= EXERCISE =
Below are the records; give the number of lines in them that include the word "return", and nothing more.

ENTRIES PROVIDED below:

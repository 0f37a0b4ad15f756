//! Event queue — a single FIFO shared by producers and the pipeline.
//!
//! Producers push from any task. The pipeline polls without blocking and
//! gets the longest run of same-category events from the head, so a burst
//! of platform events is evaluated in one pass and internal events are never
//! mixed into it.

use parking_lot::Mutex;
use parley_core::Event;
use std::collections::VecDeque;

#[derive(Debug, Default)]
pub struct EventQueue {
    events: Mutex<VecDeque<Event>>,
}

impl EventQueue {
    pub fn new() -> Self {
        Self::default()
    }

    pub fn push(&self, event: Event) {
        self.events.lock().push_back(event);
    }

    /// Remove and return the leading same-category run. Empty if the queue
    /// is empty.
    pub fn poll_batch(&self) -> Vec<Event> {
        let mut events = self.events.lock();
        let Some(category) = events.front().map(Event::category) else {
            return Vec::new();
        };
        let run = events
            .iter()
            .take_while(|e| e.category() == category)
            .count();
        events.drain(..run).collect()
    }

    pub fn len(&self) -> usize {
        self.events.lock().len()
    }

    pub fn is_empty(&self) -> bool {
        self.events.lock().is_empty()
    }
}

End of ENTRIES PROVIDED.
ENTRIES PROVIDED below:

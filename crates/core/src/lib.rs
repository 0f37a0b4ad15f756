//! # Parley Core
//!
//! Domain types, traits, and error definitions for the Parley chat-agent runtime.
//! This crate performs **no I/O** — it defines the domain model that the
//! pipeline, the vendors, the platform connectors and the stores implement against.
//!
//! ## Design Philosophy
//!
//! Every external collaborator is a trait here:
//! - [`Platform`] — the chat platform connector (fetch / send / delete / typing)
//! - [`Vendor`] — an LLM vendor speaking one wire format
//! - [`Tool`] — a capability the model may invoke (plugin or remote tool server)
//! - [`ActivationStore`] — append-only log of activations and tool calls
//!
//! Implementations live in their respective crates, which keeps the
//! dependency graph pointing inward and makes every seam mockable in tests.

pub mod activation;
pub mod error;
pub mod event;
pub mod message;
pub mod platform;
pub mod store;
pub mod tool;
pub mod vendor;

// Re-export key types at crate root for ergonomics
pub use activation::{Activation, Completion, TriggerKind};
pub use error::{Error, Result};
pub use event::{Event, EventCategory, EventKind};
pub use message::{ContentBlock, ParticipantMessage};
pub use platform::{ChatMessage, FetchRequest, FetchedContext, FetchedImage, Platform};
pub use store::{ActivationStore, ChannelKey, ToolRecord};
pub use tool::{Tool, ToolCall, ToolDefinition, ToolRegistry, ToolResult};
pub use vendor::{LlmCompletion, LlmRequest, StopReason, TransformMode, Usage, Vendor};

End of ENTRIES PROVIDED.

= OUTPUT FOR THIS TASK =
2